■ Task description ■
Only one stretch of the data below is needed. Output the lines from the one with "filename crates/biased-knowledge/src/summary.rs" up to and including the one with "one sync run.", exactly as they stand.

Start of Listed entries

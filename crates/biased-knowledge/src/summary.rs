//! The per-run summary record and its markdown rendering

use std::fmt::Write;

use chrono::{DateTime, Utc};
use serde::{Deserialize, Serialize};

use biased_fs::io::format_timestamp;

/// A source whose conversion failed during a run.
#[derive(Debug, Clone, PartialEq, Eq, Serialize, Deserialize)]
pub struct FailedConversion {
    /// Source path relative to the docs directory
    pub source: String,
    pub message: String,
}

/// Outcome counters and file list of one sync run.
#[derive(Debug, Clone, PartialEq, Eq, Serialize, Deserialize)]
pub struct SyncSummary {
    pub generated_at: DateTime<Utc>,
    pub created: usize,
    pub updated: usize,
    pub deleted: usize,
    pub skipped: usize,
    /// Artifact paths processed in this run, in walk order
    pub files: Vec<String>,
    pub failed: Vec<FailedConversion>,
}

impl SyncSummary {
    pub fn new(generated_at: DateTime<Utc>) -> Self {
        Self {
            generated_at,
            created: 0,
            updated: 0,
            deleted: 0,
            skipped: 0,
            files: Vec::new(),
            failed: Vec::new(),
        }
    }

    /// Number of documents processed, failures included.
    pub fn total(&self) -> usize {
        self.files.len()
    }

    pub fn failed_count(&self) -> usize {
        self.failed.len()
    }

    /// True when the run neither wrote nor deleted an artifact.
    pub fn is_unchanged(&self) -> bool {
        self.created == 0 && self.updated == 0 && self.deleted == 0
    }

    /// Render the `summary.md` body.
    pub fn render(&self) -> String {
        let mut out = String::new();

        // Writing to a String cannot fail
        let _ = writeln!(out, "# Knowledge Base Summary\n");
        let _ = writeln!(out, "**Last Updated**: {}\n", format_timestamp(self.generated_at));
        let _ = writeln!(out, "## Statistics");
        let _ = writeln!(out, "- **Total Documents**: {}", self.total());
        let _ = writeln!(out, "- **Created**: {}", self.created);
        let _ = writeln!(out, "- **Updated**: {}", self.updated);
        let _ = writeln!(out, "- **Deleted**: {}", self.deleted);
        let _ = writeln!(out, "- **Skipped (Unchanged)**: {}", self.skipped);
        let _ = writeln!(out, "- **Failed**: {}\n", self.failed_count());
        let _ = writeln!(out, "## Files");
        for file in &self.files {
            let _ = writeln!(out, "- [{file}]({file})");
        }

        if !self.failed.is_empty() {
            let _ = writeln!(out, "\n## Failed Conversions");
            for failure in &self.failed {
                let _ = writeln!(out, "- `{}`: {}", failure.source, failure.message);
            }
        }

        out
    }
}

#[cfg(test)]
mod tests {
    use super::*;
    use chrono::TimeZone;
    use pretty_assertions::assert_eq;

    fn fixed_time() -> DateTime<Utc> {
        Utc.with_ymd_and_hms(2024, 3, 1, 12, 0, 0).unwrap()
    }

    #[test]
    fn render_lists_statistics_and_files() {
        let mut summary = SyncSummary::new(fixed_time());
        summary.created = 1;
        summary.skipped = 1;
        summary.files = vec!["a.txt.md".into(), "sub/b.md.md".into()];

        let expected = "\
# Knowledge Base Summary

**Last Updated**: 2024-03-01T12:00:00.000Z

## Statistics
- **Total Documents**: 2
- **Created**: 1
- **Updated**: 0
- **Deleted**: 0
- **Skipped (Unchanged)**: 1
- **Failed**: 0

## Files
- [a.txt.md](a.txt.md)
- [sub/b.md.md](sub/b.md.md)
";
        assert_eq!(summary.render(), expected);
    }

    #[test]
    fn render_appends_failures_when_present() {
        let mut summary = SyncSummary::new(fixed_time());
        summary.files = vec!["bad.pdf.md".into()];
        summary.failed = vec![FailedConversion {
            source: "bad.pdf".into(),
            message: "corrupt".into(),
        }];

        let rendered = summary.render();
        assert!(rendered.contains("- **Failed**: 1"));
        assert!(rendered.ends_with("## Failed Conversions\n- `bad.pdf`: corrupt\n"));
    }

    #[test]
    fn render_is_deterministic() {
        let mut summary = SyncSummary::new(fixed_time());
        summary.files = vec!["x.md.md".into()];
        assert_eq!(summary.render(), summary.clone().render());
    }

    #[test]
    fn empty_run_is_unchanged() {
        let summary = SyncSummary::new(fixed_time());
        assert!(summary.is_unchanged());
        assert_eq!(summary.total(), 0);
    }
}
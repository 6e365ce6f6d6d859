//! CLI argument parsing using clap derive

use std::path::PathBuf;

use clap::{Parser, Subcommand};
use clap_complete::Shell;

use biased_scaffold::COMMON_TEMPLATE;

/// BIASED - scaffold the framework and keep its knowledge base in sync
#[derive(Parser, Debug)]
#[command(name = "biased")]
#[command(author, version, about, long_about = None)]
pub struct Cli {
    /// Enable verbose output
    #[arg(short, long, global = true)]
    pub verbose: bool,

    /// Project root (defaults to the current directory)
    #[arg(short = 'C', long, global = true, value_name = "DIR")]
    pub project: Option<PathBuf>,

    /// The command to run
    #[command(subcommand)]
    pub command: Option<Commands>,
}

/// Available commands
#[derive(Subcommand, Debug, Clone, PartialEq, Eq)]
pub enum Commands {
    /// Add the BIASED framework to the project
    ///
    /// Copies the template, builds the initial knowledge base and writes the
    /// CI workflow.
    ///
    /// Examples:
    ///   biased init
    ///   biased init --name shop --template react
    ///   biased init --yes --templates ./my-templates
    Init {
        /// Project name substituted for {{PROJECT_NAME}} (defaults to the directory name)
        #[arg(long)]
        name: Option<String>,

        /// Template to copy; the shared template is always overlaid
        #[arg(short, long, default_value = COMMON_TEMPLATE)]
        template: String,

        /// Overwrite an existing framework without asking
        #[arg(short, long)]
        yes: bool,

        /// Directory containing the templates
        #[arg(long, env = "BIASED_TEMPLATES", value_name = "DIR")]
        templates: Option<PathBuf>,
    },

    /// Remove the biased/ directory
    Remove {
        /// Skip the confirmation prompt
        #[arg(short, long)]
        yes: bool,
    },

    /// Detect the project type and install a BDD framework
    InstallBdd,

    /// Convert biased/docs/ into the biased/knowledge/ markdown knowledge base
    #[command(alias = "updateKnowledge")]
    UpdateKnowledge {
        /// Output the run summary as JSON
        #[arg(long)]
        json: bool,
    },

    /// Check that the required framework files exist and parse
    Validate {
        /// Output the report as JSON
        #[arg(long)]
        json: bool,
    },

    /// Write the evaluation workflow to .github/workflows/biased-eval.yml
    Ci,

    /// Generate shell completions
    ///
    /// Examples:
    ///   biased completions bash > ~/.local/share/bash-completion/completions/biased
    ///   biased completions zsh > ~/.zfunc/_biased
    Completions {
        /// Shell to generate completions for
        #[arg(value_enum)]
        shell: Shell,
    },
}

End of Listed entries
Start of Listed entries

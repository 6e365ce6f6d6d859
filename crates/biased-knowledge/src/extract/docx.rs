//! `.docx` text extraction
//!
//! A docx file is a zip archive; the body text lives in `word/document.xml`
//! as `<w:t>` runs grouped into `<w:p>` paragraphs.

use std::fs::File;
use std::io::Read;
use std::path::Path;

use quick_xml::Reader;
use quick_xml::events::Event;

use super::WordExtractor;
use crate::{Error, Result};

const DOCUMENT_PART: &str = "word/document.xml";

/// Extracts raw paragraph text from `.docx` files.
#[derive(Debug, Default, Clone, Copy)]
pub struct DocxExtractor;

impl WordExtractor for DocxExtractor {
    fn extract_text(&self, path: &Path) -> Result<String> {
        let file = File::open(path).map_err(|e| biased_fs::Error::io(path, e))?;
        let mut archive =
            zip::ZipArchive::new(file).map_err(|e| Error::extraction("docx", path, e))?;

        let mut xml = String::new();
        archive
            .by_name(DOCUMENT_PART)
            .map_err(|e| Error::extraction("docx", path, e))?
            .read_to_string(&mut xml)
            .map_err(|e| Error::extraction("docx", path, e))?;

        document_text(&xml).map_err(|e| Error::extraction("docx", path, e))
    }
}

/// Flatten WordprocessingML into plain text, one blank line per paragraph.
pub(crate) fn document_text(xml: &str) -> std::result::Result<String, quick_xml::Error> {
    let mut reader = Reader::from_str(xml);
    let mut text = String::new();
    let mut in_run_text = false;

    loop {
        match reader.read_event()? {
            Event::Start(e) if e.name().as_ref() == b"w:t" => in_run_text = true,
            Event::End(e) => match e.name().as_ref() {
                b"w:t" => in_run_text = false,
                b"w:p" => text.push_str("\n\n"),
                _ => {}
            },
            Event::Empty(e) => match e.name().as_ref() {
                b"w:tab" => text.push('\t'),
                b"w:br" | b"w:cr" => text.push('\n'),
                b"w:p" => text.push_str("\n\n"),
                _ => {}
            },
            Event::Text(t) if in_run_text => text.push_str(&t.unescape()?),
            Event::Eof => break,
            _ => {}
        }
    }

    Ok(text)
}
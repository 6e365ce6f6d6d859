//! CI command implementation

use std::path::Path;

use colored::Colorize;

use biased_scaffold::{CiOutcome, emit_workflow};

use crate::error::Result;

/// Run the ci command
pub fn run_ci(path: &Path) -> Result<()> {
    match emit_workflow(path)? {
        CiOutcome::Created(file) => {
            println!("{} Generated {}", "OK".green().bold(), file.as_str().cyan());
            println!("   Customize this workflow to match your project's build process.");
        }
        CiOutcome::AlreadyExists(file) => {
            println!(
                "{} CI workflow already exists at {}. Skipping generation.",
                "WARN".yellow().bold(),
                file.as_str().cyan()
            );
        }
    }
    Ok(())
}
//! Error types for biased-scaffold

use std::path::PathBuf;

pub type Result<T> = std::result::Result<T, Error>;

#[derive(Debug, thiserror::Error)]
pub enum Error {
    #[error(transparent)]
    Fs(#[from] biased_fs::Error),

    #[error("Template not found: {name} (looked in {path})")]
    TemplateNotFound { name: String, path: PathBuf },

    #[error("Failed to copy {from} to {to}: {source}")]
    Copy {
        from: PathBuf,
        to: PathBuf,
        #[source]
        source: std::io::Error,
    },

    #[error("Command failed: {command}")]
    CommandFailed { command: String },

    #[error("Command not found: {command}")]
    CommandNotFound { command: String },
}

End of Listed entries
Start of Listed entries

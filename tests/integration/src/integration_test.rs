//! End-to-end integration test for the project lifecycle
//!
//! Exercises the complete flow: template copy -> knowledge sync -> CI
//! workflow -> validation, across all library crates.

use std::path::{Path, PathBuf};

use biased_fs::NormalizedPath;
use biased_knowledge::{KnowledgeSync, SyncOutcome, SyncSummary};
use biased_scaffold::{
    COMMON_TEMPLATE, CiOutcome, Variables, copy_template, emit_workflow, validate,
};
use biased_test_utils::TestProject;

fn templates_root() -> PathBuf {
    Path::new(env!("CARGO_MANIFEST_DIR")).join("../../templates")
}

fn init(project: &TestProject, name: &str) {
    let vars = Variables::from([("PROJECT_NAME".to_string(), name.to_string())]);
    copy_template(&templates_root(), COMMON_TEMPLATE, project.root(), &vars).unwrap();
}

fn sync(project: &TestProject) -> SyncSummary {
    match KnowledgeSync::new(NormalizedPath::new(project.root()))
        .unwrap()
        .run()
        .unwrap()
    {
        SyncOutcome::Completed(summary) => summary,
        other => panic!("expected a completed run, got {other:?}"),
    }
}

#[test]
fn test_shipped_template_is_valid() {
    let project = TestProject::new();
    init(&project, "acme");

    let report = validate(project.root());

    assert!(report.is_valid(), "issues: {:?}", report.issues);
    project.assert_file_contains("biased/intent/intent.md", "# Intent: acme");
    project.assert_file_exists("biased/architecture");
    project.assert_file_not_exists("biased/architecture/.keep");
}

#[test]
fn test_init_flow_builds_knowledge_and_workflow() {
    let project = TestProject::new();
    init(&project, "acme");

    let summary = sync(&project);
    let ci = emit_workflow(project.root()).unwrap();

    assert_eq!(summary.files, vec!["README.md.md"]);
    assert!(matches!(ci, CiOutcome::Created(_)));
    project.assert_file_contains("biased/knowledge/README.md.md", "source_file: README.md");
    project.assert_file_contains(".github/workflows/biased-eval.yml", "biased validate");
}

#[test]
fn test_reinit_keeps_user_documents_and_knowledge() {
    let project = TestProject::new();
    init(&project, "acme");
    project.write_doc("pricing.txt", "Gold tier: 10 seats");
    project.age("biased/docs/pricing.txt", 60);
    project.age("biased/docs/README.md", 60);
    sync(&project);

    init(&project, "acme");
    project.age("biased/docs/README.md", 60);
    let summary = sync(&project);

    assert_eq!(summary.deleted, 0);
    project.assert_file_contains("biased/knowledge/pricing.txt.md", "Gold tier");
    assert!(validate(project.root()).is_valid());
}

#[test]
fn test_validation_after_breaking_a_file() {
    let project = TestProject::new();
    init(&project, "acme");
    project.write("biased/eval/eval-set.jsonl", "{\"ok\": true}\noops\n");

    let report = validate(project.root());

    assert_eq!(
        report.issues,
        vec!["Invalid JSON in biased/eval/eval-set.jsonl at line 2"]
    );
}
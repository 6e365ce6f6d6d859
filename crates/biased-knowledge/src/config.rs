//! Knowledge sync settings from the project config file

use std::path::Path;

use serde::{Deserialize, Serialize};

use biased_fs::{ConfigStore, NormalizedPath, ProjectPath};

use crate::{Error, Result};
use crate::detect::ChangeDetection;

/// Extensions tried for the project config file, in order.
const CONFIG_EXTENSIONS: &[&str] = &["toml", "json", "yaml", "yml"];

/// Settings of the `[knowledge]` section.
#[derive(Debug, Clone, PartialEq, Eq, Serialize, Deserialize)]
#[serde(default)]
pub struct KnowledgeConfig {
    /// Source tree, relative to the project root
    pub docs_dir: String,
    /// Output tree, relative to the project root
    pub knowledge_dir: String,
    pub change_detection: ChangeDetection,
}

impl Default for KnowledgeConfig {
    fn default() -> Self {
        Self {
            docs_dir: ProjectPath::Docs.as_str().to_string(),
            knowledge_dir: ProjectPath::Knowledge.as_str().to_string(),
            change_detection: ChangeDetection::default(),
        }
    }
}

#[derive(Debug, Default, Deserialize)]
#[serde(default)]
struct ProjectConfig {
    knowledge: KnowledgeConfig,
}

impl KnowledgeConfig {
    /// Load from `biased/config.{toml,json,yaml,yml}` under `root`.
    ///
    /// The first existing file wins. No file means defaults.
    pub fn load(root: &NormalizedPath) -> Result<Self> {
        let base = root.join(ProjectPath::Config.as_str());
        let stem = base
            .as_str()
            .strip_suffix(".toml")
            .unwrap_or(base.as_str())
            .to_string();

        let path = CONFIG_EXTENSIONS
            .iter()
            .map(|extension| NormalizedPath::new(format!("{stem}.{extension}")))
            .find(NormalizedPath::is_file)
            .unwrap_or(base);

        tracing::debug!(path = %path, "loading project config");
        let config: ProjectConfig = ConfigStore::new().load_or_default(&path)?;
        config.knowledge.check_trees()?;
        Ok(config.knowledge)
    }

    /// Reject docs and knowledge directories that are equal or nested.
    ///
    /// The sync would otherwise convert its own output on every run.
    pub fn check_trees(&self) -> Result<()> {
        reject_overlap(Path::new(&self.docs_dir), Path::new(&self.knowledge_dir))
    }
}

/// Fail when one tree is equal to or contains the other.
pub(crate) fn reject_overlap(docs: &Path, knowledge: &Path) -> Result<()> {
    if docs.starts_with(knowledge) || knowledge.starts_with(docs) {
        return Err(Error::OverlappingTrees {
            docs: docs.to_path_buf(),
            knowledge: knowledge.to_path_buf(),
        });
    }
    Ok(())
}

End of Listed entries

■ Answer below ■
filename crates/biased-knowledge/src/summary.rs
//! The per-run summary record and its markdown rendering

use std::fmt::Write;

use chrono::{DateTime, Utc};
use serde::{Deserialize, Serialize};

use biased_fs::io::format_timestamp;

/// A source whose conversion failed during a run.
#[derive(Debug, Clone, PartialEq, Eq, Serialize, Deserialize)]
pub struct FailedConversion {
    /// Source path relative to the docs directory
    pub source: String,
    pub message: String,
}

/// Outcome counters and file list of one sync run.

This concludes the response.